The Farm School General Store will be open Saturdays, 10 a.m. – 2 p.m. and will provide a space for the community to learn about opportunities to get involved with the College through workshops, lectures and demonstrations focused on the role of working lands in creating and protecting a vibrant and sustainable Western North Carolina.
Below Professor of Global Studies Jeff Keith describes the Grand Opening:
The day was beautiful–a gift in weather and community. People were shoulder-to-shoulder in the store, buying up frozen meat with the eagerness such a precious product deserves. A student band going by the name of Freemartin (a deep farm reference) played old-time tunes on the mobile stage built by students for such events. The guitarist (actually a world-class mandolinist) was Rainy Miatke, and I was happy to see Aidan Saunders ripping it up on the banjo because he has accompanied me on service trips–such as one to flood-ravaged East Kentucky last spring. (We’re going again in March!) The full band was excellent; Nat, on fiddle, is a champion concert fiddler as well as a champion of our student work crew for the Music Department, and Sam, on bass, held the whole thing together.
I’d say a solid 25 percent of the people at the event I saw were from off-campus. People laughed, food was served, and a new tradition was born of all the work and worry. There were tours of the farm and its operations, and kids ran around chasing the rooster while the dairy cow received love amidst the people.

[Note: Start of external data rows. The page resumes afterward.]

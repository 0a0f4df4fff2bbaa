//! Bounce loop
//!
//! A trace repeatedly moves the ray to the nearest obstacle hit and reflects
//! it there, until it reaches the outline or runs out of movements. The same
//! loop drives the audio mapping (`evaluate`) and the editor preview
//! (`Trace`).

use super::obstacle::Obstacle;
use super::ray::{Ray, RaySnapshot};

/// Outcome of a single step
#[derive(Debug, Clone, Copy, PartialEq, Eq)]
pub enum Touch {
    /// Reflected off a user obstacle, keep going
    Obstacle,
    /// Reached the boundary, the trace is over
    Boundary,
}

/// Move the ray to the nearest obstacle and respond to it
///
/// # Panics
///
/// Panics if no obstacle reports a positive distance. The outline always
/// does, so this only happens for an obstacle list without one.
pub fn step(ray: &mut Ray, obstacles: &[Obstacle]) -> Touch {
    let mut nearest = None;
    let mut nearest_distance = f64::INFINITY;
    for obstacle in obstacles {
        let capture = obstacle.capture(ray);
        // strict: the first obstacle wins a tie
        if capture.distance > 0.0 && capture.distance < nearest_distance {
            nearest_distance = capture.distance;
            nearest = Some((obstacle, capture));
        }
    }
    let Some((obstacle, capture)) = nearest else {
        panic!(
            "no obstacle captured the ray at {:?} heading {:?}; the outline is missing",
            ray.pos(),
            ray.dir()
        );
    };

    ray.advance(capture.distance);
    if obstacle.is_boundary() {
        return Touch::Boundary;
    }
    obstacle.reflect(ray, &capture);
    Touch::Obstacle
}

/// Trace the ray to completion and return its exit angle
///
/// When the movement budget runs out, the last angle this ray resolved is
/// returned instead of a mid-flight one.
pub fn evaluate(ray: &mut Ray, obstacles: &[Obstacle]) -> f64 {
    loop {
        if step(ray, obstacles) == Touch::Boundary {
            return ray.resolve();
        }
        if ray.move_exceeded() {
            return ray.last_angle();
        }
    }
}

#[derive(Debug, Clone, Copy, PartialEq, Eq)]
enum TraceState {
    Start,
    Bouncing,
    Done,
}

/// Step-by-step trace for drawing the ray path
///
/// Yields the starting point, one snapshot per bounce, and the exit point.
/// A trace that runs out of movements ends with a snapshot parked on the rim
/// at the last resolved angle, flagged `exceeded`.
#[derive(Debug)]
pub struct Trace<'a> {
    ray: &'a mut Ray,
    obstacles: &'a [Obstacle],
    state: TraceState,
}

impl<'a> Trace<'a> {
    /// Trace an already positioned ray
    pub fn new(ray: &'a mut Ray, obstacles: &'a [Obstacle]) -> Self {
        Self {
            ray,
            obstacles,
            state: TraceState::Start,
        }
    }
}

impl Iterator for Trace<'_> {
    type Item = RaySnapshot;

    fn next(&mut self) -> Option<RaySnapshot> {
        match self.state {
            TraceState::Start => {
                self.state = TraceState::Bouncing;
                Some(self.ray.snapshot())
            }
            TraceState::Bouncing => {
                if self.ray.move_exceeded() {
                    self.ray.fall_back_to_last_angle();
                    self.state = TraceState::Done;
                    return Some(self.ray.snapshot());
                }
                if step(self.ray, self.obstacles) == Touch::Boundary {
                    self.ray.resolve();
                    self.state = TraceState::Done;
                }
                Some(self.ray.snapshot())
            }
            TraceState::Done => None,
        }
    }
}

impl std::iter::FusedIterator for Trace<'_> {}

#[cfg(test)]
mod tests {
    use super::*;
    use crate::consts::MAX_MOVEMENTS;
    use crate::radar::obstacle::{Arc, Line};
    use glam::DVec2;
    use std::f64::consts::{PI, TAU};

    fn ray_at(angle: f64, origin: DVec2) -> Ray {
        let mut ray = Ray::new();
        ray.reuse(angle, origin);
        ray
    }

    #[test]
    fn test_outline_only_single_step() {
        let obstacles = [Obstacle::Outline];
        for i in 0..24 {
            let angle = i as f64 / 24.0 * TAU;
            let origin = DVec2::new(0.3, -0.2);
            let mut ray = ray_at(angle, origin);
            let out = evaluate(&mut ray, &obstacles);
            assert_eq!(ray.movements(), 1);

            // closed form exit point
            let dir = crate::angle_to_direction(angle);
            let b = origin.dot(dir);
            let t = -b + (b * b - origin.length_squared() + 1.0).sqrt();
            let expected = crate::direction_to_angle(origin + dir * t);
            let diff = (out - expected).abs();
            assert!(diff < 1e-9 || (diff - TAU).abs() < 1e-9, "{angle}: {out} vs {expected}");
        }
    }

    #[test]
    fn test_centered_ray_is_identity() {
        let obstacles = [Obstacle::Outline];
        let mut ray = ray_at(1.234, DVec2::ZERO);
        assert!((evaluate(&mut ray, &obstacles) - 1.234).abs() < 1e-12);
    }

    #[test]
    fn test_line_bounce_reverses_playback() {
        let obstacles = [
            Obstacle::Outline,
            Obstacle::Line(Line::new(DVec2::new(-0.8, -0.5), DVec2::new(0.8, -0.5))),
        ];
        let mut ray = ray_at(0.0, DVec2::ZERO);
        assert_eq!(step(&mut ray, &obstacles), Touch::Obstacle);
        assert!((ray.pos() - DVec2::new(0.0, -0.5)).length() < 1e-12);
        assert!((ray.dir() - DVec2::new(0.0, 1.0)).length() < 1e-12);
        assert_eq!(step(&mut ray, &obstacles), Touch::Boundary);
        assert!((ray.angle() - PI).abs() < 1e-12);
    }

    #[test]
    fn test_tie_goes_to_first_obstacle() {
        // both cross the ray path at (0, -0.5)
        let flat = Obstacle::Line(Line::new(DVec2::new(-0.75, -0.5), DVec2::new(0.75, -0.5)));
        let tilted = Obstacle::Line(Line::new(DVec2::new(-0.25, -0.75), DVec2::new(0.25, -0.25)));

        let obstacles = [Obstacle::Outline, flat.clone(), tilted.clone()];
        let mut ray = ray_at(0.0, DVec2::ZERO);
        step(&mut ray, &obstacles);
        assert!((ray.dir() - DVec2::new(0.0, 1.0)).length() < 1e-12);

        let obstacles = [Obstacle::Outline, tilted, flat];
        let mut ray = ray_at(0.0, DVec2::ZERO);
        step(&mut ray, &obstacles);
        assert!(ray.dir().y.abs() < 1e-12);
    }

    #[test]
    #[should_panic(expected = "outline is missing")]
    fn test_missing_outline_panics() {
        let obstacles = [Obstacle::Line(Line::new(DVec2::new(-0.8, -0.5), DVec2::new(0.8, -0.5)))];
        let mut ray = ray_at(PI, DVec2::ZERO);
        step(&mut ray, &obstacles);
    }

    fn trapped() -> Vec<Obstacle> {
        // two facing mirrors; a ray running along the y axis bounces forever
        vec![
            Obstacle::Outline,
            Obstacle::Line(Line::new(DVec2::new(-0.5, -0.5), DVec2::new(0.5, -0.5))),
            Obstacle::Line(Line::new(DVec2::new(-0.5, 0.5), DVec2::new(0.5, 0.5))),
        ]
    }

    #[test]
    fn test_budget_falls_back_to_last_angle() {
        let obstacles = trapped();
        let mut ray = Ray::new();

        // resolve a real angle first, away from the mirrors
        ray.reuse(PI / 2.0, DVec2::ZERO);
        let first = evaluate(&mut ray, &obstacles);
        assert!((first - PI / 2.0).abs() < 1e-12);

        ray.reuse(0.0, DVec2::ZERO);
        let out = evaluate(&mut ray, &obstacles);
        assert_eq!(ray.movements(), MAX_MOVEMENTS);
        assert_eq!(out, first);
    }

    #[test]
    fn test_trace_path() {
        let obstacles = [
            Obstacle::Outline,
            Obstacle::Line(Line::new(DVec2::new(-0.8, -0.5), DVec2::new(0.8, -0.5))),
        ];
        let mut ray = ray_at(0.0, DVec2::ZERO);
        let points: Vec<_> = Trace::new(&mut ray, &obstacles).collect();
        assert_eq!(points.len(), 3);
        assert_eq!(points[0].pos, DVec2::ZERO);
        assert!((points[1].pos - DVec2::new(0.0, -0.5)).length() < 1e-12);
        assert!((points[2].pos - DVec2::new(0.0, 1.0)).length() < 1e-12);
        assert!(!points[2].exceeded);
        assert!((ray.last_angle() - PI).abs() < 1e-12);
    }

    #[test]
    fn test_trace_matches_evaluate() {
        let obstacles = [
            Obstacle::Outline,
            Obstacle::Arc(Arc::new(DVec2::new(-0.6, 0.2), DVec2::new(0.5, -0.4), 0.7)),
            Obstacle::Line(Line::new(DVec2::new(0.1, 0.6), DVec2::new(0.7, 0.1))),
        ];
        let origin = DVec2::new(-0.1, 0.1);
        for i in 0..48 {
            let angle = i as f64 / 48.0 * TAU;
            let mut ray = ray_at(angle, origin);
            let out = evaluate(&mut ray, &obstacles);

            let mut ray = ray_at(angle, origin);
            let last = Trace::new(&mut ray, &obstacles).last().unwrap();
            assert!((last.angle() - out).abs() < 1e-12);
        }
    }

    #[test]
    fn test_trace_budget_ends_on_rim() {
        let obstacles = trapped();
        let mut ray = ray_at(0.0, DVec2::ZERO);
        let points: Vec<_> = Trace::new(&mut ray, &obstacles).collect();
        // start + every movement + the parked point
        assert_eq!(points.len(), MAX_MOVEMENTS as usize + 2);
        let last = points.last().unwrap();
        assert!(last.exceeded);
        assert!((last.pos.length() - 1.0).abs() < 1e-12);
    }
}
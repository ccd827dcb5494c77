//! GPU backend abstraction.
//!
//! Models talk to the GPU only through [`RenderBackend`]. Two
//! implementations exist:
//! - [`GlowFrame`]: a per-frame view over [`GlowBackend`] and a borrowed
//!   `glow::Context` (WebGL2 on wasm32, desktop GL natively)
//! - [`HeadlessBackend`]: records resources and draw calls without a GL
//!   context, used by tests

mod glow_backend;
mod headless;

pub use glow_backend::{GlowBackend, GlowFrame};
pub use headless::{DrawRecord, HeadlessBackend};

use crate::style::BufferUsage;
use std::collections::BTreeMap;
use std::fmt;
use std::sync::Arc;

/// Handle to a linked shader program.
#[derive(Debug, Clone, Copy, PartialEq, Eq, Hash, PartialOrd, Ord)]
pub struct ProgramId(pub(crate) u32);

/// Handle to a vertex or index buffer.
#[derive(Debug, Clone, Copy, PartialEq, Eq, Hash, PartialOrd, Ord)]
pub struct BufferId(pub(crate) u32);

/// Handle to a 2D texture.
#[derive(Debug, Clone, Copy, PartialEq, Eq, Hash, PartialOrd, Ord)]
pub struct TextureId(pub(crate) u32);

/// RGBA8 pixels of a raster, rows top to bottom.
#[derive(Debug, Clone, PartialEq)]
pub struct RasterImage {
    width: u32,
    height: u32,
    pixels: Arc<[u8]>,
}

impl RasterImage {
    /// Wraps raw RGBA8 pixels. The length must be `width * height * 4`.
    pub fn from_rgba(width: u32, height: u32, pixels: Vec<u8>) -> Result<Self, BackendError> {
        let expected = width as usize * height as usize * 4;
        if width == 0 || height == 0 || pixels.len() != expected {
            return Err(BackendError::Resource(format!(
                "raster of {}x{} needs {} bytes, got {}",
                width,
                height,
                expected,
                pixels.len()
            )));
        }
        Ok(Self {
            width,
            height,
            pixels: pixels.into(),
        })
    }

    /// Builds an image from a color per pixel.
    pub fn from_fn(width: u32, height: u32, mut pixel: impl FnMut(u32, u32) -> [u8; 4]) -> Self {
        let mut pixels = Vec::with_capacity(width as usize * height as usize * 4);
        for y in 0..height {
            for x in 0..width {
                pixels.extend_from_slice(&pixel(x, y));
            }
        }
        Self {
            width,
            height,
            pixels: pixels.into(),
        }
    }

    pub fn width(&self) -> u32 {
        self.width
    }

    pub fn height(&self) -> u32 {
        self.height
    }

    pub fn pixels(&self) -> &[u8] {
        &self.pixels
    }
}

/// Shader pipeline stage.
#[derive(Debug, Clone, Copy, PartialEq, Eq)]
pub enum ShaderStage {
    Vertex,
    Fragment,
}

impl fmt::Display for ShaderStage {
    fn fmt(&self, f: &mut fmt::Formatter<'_>) -> fmt::Result {
        match self {
            ShaderStage::Vertex => write!(f, "vertex"),
            ShaderStage::Fragment => write!(f, "fragment"),
        }
    }
}

/// Errors returned by a backend.
#[derive(Debug, Clone, PartialEq)]
pub enum BackendError {
    /// A shader stage failed to compile.
    ShaderCompile { stage: ShaderStage, log: String },
    /// The program failed to link.
    Link(String),
    /// A GL object could not be created.
    Resource(String),
    /// A handle was used after deletion or never existed.
    UnknownHandle(String),
}

impl fmt::Display for BackendError {
    fn fmt(&self, f: &mut fmt::Formatter<'_>) -> fmt::Result {
        match self {
            BackendError::ShaderCompile { stage, log } => {
                write!(f, "Failed to compile {} shader: {}", stage, log)
            }
            BackendError::Link(log) => write!(f, "Failed to link program: {}", log),
            BackendError::Resource(msg) => write!(f, "Failed to create GL resource: {}", msg),
            BackendError::UnknownHandle(handle) => write!(f, "Unknown handle: {}", handle),
        }
    }
}

impl std::error::Error for BackendError {}

/// Value of one shader uniform.
#[derive(Debug, Clone, Copy, PartialEq)]
pub enum UniformValue {
    Float(f32),
    Vec2([f32; 2]),
    Vec3([f32; 3]),
    Vec4([f32; 4]),
    /// Column-major 4x4 matrix
    Mat4([f32; 16]),
}

/// Uniform set keyed by GLSL name.
pub type Uniforms = BTreeMap<String, UniformValue>;

/// Depth test state for a draw.
#[derive(Debug, Clone, Copy, PartialEq, Eq, Default)]
pub struct DepthConfig {
    pub enable: bool,
    pub write: bool,
}

impl DepthConfig {
    pub fn disabled() -> Self {
        Self::default()
    }

    pub fn enabled() -> Self {
        Self {
            enable: true,
            write: true,
        }
    }
}

/// Blend state for a draw.
#[derive(Debug, Clone, Copy, PartialEq, Eq, Default)]
pub enum BlendConfig {
    /// Opaque, blending off
    None,
    /// Straight-alpha "over" blending
    #[default]
    Normal,
    /// Additive glow
    Additive,
}

/// Binds one vertex buffer to a shader attribute.
#[derive(Debug, Clone, PartialEq)]
pub struct VertexBinding {
    pub name: String,
    pub buffer: BufferId,
    /// Components per vertex
    pub size: usize,
}

/// Binds one texture to a sampler uniform.
#[derive(Debug, Clone, PartialEq)]
pub struct TextureBinding {
    pub name: String,
    pub texture: TextureId,
}

/// Everything needed to issue one indexed draw.
#[derive(Debug, Clone, PartialEq)]
pub struct DrawCall<'a> {
    pub program: ProgramId,
    pub bindings: &'a [VertexBinding],
    pub textures: &'a [TextureBinding],
    pub indices: BufferId,
    pub index_count: usize,
    pub uniforms: &'a Uniforms,
    pub depth: DepthConfig,
    pub blend: BlendConfig,
}

/// Minimal GPU interface used by models.
pub trait RenderBackend {
    /// Compiles and links a vertex/fragment shader pair.
    fn compile_program(&mut self, vertex: &str, fragment: &str) -> Result<ProgramId, BackendError>;

    fn create_vertex_buffer(
        &mut self,
        data: &[f32],
        usage: BufferUsage,
    ) -> Result<BufferId, BackendError>;

    fn create_index_buffer(&mut self, data: &[u32]) -> Result<BufferId, BackendError>;

    /// Uploads an RGBA8 image as a linearly filtered, edge-clamped texture.
    fn create_texture(&mut self, image: &RasterImage) -> Result<TextureId, BackendError>;

    fn draw(&mut self, call: &DrawCall<'_>) -> Result<(), BackendError>;

    /// Deletes a program. Unknown handles are ignored.
    fn delete_program(&mut self, program: ProgramId);

    /// Deletes a buffer. Unknown handles are ignored.
    fn delete_buffer(&mut self, buffer: BufferId);

    /// Deletes a texture. Unknown handles are ignored.
    fn delete_texture(&mut self, texture: TextureId);

    /// Number of programs, buffers and textures currently alive.
    fn live_resources(&self) -> usize;
}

Blair Thompson (farm manager), Sienna Wire (assistant farm manager), and Jack Igelman (business professor) deserve great and special mention, but there are many others who made this happen. Of course, Dave Ellum coordinated the entire affair with his boundless New England energy–bringing down a battery-powered tractor to dazzle us with the coming future of a decarbonized energy future, and he worked the mic to celebrate and support the effort. You wouldn’t believe what we might do if only we could get the house in order, and it sure seemed like the event was a sign of good things to come–not simply a throwback. By tending the land (and caretaking it as a treasure rather than simply using it as a resource) we are making a difference, building community, and embracing the bounty.